- **Aim of the task**: Every line containing "FrameEnded" should be copied out. Go through the entries and find them.

- - - - -

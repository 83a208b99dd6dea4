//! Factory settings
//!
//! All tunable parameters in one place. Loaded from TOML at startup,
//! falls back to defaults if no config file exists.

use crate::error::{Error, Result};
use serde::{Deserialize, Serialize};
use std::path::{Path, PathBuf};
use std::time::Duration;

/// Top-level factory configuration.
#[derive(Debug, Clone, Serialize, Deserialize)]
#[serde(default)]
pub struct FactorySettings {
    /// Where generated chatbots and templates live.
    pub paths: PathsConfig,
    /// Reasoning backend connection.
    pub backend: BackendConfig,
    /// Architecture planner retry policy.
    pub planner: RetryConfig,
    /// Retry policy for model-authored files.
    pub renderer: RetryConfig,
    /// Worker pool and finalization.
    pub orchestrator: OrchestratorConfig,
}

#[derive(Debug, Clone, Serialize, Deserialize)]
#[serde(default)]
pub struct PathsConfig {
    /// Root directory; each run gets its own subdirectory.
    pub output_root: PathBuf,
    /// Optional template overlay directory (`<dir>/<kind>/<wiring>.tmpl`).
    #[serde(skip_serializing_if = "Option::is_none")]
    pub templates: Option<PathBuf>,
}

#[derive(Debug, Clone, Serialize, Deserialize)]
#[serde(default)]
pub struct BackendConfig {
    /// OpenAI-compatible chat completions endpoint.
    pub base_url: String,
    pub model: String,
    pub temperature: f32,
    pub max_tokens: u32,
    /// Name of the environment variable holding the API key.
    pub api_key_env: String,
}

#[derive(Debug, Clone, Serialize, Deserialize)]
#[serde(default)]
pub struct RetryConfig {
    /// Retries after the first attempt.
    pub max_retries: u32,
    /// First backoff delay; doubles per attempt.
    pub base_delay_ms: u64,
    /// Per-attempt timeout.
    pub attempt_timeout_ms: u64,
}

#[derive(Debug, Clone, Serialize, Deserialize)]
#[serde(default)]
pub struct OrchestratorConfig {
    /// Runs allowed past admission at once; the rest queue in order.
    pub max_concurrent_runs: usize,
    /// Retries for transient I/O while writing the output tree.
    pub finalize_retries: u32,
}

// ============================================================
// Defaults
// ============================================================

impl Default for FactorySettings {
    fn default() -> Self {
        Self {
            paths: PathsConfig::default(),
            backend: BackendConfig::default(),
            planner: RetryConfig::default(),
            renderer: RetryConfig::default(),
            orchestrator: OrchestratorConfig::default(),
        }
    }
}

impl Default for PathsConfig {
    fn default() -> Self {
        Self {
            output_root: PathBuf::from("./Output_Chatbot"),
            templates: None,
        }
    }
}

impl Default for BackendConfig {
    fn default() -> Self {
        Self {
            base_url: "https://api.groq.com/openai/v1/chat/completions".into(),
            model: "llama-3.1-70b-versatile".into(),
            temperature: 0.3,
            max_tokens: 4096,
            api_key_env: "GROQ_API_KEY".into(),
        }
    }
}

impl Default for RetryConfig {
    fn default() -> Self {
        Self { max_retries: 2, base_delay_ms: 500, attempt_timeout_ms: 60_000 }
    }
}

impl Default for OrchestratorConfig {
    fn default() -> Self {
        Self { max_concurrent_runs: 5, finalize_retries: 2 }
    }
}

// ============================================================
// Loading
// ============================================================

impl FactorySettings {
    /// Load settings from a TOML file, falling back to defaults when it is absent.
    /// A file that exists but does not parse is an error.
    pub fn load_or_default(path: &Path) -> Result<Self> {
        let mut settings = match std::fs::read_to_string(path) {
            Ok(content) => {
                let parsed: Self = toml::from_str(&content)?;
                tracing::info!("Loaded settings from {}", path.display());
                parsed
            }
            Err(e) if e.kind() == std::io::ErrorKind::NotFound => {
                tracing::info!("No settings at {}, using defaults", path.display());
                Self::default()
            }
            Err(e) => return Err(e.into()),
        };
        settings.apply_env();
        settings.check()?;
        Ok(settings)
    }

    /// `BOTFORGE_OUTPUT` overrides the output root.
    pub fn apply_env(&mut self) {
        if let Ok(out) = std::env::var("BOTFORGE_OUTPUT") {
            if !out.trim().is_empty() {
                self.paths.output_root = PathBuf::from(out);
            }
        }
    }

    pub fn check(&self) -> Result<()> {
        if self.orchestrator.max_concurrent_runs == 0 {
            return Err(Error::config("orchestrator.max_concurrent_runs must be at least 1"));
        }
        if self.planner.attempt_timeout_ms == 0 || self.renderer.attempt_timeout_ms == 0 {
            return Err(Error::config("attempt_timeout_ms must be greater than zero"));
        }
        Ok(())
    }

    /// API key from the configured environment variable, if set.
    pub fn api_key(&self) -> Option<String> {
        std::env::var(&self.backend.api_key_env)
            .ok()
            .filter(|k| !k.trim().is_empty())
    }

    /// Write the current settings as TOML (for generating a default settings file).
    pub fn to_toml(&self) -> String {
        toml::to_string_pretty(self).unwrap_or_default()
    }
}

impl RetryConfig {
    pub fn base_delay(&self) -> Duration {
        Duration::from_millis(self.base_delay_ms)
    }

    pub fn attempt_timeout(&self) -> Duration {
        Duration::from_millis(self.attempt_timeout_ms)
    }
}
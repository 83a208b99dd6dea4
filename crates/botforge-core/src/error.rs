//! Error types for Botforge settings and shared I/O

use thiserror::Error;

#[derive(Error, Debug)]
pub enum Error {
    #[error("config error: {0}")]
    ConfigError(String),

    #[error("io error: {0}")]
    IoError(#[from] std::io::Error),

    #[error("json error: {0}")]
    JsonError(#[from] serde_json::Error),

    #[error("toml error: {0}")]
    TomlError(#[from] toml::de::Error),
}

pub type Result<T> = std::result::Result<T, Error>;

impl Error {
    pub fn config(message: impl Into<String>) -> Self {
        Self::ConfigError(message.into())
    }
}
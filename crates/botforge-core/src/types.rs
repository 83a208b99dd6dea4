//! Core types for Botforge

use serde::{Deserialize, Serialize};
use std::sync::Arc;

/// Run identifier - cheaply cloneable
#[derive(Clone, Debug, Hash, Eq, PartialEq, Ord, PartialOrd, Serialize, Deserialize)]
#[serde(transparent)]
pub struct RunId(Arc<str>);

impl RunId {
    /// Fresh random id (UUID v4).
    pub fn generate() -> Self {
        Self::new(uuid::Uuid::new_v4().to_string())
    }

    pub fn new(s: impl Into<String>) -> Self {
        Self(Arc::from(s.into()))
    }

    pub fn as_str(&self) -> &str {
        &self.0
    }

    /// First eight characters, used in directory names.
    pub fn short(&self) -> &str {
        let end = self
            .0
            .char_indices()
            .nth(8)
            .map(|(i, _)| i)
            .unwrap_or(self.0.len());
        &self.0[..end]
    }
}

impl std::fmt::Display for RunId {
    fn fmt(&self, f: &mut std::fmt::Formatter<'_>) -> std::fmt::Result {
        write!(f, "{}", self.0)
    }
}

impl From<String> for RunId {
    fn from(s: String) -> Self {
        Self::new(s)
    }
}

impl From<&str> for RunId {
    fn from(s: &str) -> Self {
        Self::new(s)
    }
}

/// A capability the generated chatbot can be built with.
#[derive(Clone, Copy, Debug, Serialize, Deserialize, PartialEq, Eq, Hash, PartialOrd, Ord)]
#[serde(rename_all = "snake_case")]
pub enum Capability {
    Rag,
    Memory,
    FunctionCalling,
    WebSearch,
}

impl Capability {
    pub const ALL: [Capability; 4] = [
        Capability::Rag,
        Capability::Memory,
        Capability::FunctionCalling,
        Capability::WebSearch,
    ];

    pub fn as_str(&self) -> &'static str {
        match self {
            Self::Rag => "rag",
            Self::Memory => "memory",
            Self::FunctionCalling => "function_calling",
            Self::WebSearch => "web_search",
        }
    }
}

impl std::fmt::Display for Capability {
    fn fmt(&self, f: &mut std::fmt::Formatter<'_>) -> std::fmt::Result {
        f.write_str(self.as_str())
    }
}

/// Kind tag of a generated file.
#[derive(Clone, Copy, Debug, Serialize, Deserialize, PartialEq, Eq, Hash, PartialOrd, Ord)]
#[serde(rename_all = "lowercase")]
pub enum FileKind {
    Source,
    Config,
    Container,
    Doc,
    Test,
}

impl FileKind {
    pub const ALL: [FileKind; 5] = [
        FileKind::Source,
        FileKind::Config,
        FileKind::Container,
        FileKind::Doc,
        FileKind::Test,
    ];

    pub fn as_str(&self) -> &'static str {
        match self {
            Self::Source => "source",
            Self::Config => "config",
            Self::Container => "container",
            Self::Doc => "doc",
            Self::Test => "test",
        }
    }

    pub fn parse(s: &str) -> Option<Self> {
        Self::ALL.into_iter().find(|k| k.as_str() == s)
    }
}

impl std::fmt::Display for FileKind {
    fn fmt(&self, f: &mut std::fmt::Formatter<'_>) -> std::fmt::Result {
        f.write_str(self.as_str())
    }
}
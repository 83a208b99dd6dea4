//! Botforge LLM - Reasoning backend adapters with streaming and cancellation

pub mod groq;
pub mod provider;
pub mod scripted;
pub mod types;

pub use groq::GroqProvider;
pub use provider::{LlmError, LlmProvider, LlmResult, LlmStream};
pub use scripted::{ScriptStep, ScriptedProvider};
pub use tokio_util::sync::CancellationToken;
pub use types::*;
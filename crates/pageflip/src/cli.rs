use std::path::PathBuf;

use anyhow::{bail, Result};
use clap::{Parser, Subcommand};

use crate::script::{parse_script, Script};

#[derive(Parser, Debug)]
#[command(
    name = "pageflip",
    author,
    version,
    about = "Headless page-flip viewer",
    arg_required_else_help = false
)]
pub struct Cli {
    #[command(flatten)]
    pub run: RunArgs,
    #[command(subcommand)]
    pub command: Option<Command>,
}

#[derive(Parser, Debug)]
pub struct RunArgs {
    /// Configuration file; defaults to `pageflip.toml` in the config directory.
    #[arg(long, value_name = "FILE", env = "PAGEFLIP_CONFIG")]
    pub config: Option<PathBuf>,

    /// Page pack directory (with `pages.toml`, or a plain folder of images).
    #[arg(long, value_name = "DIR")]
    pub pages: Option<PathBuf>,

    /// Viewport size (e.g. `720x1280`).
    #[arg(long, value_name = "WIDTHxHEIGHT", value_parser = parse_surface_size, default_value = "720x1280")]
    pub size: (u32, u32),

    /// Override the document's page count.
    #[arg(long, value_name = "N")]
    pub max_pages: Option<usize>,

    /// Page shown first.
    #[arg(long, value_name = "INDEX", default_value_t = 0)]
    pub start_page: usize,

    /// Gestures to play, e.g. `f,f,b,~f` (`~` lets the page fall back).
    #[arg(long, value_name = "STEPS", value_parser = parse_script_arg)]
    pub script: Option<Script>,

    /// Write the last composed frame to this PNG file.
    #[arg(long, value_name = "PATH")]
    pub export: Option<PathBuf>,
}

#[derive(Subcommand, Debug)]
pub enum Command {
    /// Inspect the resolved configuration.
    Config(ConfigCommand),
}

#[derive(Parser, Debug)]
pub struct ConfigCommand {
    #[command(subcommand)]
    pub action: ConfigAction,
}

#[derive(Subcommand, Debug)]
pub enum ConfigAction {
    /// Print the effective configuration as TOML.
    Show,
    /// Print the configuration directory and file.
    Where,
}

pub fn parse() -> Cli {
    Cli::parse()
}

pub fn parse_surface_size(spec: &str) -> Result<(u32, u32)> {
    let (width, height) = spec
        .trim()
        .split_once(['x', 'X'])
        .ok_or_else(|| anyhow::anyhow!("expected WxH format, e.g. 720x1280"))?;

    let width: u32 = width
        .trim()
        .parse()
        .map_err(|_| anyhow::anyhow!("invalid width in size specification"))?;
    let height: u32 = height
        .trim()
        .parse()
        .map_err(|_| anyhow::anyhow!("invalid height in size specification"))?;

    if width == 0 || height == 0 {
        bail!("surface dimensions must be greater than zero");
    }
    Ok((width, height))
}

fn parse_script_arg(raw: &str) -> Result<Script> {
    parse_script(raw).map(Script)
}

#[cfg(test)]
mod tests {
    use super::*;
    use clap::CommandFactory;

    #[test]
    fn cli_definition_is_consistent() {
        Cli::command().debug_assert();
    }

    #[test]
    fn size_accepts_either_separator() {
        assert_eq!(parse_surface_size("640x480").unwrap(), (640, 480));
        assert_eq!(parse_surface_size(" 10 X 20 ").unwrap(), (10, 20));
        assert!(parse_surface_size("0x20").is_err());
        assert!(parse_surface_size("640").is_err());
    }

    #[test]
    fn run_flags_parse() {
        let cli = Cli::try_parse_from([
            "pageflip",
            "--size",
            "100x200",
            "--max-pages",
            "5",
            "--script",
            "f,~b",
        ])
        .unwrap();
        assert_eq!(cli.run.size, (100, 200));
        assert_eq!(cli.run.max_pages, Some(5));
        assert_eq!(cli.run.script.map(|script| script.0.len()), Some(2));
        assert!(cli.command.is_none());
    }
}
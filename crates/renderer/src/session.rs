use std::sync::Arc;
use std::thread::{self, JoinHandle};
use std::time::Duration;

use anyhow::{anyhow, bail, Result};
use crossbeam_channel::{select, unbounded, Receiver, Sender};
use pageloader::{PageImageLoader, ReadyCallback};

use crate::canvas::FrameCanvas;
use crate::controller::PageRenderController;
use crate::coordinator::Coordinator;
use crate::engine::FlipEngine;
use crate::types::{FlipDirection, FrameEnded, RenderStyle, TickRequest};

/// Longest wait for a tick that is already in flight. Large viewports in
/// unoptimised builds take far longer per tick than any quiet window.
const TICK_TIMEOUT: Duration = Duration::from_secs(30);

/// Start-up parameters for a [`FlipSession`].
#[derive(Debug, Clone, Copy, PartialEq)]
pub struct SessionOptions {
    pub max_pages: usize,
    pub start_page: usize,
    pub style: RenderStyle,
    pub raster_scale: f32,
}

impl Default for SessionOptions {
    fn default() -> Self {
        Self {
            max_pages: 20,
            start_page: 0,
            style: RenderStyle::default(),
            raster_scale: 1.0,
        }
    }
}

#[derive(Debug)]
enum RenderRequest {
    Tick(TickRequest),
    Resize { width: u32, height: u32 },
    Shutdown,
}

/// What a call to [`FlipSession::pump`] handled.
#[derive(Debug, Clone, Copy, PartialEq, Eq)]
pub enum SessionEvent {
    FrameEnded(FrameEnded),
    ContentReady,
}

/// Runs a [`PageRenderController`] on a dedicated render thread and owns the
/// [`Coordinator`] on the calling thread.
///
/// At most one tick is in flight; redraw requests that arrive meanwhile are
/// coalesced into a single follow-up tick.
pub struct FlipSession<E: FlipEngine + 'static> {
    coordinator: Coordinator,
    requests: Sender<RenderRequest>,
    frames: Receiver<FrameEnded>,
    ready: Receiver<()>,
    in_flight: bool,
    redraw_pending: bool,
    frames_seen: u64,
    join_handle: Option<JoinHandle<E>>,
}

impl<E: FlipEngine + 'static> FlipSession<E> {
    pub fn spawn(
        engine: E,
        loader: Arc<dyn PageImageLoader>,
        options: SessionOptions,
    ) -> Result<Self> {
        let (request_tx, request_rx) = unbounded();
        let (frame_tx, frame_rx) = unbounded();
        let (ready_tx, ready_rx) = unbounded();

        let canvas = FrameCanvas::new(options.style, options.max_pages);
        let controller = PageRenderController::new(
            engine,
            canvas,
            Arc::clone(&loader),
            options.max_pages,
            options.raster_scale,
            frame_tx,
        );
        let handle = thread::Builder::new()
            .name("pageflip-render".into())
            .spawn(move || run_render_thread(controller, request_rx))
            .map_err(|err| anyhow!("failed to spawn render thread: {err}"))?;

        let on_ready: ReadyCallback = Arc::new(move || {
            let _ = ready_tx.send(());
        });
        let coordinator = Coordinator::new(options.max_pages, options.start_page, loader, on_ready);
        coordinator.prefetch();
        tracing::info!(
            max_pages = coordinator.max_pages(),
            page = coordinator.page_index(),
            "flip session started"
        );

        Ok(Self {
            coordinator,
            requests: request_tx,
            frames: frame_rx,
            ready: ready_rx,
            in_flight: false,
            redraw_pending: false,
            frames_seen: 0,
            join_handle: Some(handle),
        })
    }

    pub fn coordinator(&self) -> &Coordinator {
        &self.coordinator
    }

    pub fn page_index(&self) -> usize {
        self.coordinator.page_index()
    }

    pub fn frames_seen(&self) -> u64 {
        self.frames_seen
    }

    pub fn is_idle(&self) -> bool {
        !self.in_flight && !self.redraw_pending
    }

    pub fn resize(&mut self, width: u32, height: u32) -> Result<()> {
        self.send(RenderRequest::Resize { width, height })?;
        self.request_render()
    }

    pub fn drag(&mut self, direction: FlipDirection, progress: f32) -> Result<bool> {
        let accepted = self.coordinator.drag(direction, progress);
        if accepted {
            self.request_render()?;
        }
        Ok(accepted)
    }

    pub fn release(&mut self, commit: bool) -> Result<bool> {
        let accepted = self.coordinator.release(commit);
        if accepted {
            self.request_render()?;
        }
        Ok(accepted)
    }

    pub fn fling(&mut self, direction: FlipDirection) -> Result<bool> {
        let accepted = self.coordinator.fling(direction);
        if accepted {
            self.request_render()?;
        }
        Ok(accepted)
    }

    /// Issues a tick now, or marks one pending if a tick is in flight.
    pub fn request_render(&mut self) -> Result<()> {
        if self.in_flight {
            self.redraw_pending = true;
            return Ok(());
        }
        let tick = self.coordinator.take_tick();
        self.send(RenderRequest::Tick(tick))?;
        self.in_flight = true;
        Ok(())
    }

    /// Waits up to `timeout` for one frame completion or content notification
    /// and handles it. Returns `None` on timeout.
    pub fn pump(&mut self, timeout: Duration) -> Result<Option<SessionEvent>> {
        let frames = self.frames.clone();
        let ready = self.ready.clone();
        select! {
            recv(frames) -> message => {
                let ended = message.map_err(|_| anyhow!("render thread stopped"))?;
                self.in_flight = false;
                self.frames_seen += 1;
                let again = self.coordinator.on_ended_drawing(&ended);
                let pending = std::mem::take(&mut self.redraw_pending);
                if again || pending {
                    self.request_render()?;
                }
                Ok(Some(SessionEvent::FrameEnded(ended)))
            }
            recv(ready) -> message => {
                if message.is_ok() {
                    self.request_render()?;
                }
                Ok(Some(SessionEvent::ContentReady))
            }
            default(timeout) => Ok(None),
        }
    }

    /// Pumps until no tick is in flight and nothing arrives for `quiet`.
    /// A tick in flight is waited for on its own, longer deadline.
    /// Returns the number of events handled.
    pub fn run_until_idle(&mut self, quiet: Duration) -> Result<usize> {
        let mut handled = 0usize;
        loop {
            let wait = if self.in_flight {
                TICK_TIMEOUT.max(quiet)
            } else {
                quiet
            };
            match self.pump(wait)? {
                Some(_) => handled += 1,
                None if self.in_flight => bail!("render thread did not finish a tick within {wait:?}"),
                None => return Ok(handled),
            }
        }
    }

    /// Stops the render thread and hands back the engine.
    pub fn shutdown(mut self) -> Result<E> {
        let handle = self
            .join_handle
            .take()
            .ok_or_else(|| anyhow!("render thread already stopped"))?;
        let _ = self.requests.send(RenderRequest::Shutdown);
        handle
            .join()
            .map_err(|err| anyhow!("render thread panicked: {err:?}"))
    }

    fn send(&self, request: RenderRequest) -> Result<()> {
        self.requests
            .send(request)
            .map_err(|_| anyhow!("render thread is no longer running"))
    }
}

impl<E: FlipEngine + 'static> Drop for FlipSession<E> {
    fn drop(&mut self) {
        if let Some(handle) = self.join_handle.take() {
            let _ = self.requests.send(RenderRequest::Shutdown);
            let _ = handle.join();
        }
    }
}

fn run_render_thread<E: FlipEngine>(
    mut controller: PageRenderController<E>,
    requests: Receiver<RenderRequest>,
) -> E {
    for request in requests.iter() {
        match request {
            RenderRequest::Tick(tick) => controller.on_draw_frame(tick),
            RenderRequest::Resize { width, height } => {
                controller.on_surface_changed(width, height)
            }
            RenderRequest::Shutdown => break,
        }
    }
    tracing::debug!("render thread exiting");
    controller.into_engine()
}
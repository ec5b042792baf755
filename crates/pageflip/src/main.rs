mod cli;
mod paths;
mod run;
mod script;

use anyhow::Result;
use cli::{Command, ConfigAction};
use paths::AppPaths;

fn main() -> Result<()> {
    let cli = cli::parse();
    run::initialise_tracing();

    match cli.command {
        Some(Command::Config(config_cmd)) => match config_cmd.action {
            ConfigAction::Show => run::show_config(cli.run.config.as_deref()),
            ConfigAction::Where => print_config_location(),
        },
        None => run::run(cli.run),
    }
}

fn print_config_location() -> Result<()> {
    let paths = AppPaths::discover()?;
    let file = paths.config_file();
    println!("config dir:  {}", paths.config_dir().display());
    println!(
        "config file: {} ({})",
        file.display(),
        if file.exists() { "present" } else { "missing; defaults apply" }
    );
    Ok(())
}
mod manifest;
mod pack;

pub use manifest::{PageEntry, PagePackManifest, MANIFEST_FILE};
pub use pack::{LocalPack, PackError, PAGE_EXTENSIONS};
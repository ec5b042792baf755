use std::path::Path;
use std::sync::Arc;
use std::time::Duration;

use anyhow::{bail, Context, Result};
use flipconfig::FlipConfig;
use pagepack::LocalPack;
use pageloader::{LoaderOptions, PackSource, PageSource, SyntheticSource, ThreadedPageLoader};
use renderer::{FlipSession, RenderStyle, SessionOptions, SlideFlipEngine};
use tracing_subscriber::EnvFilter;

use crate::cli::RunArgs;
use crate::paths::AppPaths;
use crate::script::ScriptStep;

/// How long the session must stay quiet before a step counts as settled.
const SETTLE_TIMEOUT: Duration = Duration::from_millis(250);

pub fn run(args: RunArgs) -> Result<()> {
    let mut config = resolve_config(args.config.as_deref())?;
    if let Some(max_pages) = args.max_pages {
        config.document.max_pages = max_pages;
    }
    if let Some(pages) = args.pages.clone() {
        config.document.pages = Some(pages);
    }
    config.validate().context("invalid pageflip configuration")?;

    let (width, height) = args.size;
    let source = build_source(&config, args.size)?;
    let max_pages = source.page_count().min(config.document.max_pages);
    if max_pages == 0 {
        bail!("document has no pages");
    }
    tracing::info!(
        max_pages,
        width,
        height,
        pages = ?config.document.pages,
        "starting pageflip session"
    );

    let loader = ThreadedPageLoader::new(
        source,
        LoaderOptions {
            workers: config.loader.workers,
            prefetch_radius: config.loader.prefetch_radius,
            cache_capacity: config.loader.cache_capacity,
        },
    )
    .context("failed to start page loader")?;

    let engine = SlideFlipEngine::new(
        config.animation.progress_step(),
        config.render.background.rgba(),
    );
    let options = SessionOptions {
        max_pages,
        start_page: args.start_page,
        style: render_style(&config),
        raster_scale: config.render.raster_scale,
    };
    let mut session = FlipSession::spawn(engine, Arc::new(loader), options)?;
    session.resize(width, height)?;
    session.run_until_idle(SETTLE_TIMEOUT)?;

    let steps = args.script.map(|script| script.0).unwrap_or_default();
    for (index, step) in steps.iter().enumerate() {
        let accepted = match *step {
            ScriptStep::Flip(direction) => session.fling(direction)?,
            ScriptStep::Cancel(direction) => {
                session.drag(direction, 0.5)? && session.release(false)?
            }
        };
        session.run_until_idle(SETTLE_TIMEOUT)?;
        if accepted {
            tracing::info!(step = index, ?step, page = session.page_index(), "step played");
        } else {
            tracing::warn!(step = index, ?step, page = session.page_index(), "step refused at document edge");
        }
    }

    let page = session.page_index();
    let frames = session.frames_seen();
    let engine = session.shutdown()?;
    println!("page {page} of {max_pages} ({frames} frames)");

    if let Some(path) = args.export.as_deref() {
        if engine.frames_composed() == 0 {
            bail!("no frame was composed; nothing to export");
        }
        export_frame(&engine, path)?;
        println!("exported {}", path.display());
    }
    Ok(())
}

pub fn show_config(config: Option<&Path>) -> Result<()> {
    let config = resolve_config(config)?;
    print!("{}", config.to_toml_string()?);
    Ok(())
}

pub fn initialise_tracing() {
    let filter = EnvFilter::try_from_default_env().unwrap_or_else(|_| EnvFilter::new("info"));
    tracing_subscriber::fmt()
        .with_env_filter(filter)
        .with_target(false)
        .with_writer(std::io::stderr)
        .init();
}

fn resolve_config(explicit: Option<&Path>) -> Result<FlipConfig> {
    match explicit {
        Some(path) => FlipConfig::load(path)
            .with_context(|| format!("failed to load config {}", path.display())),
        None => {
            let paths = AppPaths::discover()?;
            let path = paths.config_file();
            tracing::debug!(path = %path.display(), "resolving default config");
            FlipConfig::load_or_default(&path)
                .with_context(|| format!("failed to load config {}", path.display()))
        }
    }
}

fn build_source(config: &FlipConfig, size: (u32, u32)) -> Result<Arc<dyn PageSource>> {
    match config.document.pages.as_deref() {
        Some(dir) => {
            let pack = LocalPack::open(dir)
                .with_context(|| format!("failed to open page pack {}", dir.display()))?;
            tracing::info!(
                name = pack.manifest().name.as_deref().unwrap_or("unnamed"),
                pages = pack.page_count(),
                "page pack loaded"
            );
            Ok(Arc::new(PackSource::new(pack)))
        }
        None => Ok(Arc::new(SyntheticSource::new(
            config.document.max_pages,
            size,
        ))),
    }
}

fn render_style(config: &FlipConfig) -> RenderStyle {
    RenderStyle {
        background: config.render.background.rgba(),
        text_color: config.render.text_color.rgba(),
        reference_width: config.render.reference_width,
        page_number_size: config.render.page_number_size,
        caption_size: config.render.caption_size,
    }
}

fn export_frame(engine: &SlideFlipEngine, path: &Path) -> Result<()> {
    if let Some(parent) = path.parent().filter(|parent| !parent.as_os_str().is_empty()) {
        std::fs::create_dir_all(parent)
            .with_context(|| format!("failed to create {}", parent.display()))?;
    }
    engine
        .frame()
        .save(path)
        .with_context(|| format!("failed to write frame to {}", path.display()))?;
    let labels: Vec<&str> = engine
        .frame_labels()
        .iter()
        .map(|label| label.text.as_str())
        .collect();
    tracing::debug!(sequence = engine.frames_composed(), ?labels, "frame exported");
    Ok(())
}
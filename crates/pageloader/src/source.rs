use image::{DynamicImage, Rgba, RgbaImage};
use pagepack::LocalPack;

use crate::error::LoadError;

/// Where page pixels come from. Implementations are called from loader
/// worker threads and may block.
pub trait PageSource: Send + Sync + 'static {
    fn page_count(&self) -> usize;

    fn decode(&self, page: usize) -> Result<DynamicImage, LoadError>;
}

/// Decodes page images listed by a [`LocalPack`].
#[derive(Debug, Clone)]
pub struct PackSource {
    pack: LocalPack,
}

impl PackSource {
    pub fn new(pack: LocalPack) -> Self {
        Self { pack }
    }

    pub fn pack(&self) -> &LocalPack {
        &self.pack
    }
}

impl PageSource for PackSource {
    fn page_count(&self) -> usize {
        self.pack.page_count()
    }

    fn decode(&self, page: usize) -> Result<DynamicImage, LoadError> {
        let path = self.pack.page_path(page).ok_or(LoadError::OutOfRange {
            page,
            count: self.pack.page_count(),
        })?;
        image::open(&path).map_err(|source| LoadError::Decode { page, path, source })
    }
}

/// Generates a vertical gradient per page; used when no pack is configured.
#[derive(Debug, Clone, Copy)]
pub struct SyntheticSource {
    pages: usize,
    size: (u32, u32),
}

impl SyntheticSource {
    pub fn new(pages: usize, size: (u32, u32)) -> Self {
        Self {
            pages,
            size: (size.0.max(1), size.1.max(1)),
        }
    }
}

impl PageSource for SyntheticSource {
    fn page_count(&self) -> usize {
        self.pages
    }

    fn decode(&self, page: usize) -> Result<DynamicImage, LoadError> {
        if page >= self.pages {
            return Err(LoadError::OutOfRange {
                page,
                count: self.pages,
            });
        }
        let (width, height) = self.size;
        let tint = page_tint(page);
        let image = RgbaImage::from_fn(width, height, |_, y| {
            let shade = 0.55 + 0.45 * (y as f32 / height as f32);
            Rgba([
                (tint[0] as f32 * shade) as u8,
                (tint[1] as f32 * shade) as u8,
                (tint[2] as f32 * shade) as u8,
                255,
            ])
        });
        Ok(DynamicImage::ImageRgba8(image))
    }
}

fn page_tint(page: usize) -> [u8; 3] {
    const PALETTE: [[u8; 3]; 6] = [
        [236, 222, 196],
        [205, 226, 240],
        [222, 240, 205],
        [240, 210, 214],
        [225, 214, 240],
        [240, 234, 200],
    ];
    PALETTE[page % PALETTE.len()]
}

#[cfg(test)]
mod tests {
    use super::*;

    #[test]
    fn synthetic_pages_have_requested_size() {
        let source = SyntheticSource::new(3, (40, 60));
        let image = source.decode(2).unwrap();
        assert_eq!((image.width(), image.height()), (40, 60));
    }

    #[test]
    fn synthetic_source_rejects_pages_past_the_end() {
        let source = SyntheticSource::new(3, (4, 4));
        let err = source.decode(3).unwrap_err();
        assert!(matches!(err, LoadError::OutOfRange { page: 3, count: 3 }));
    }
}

- - - - -

- **Response to the exercise**:
use crate::types::{FlipDirection, FrameEnded, RenderStyle, TickRequest};
    FrameEnded(FrameEnded),
    frames: Receiver<FrameEnded>,
                Ok(Some(SessionEvent::FrameEnded(ended)))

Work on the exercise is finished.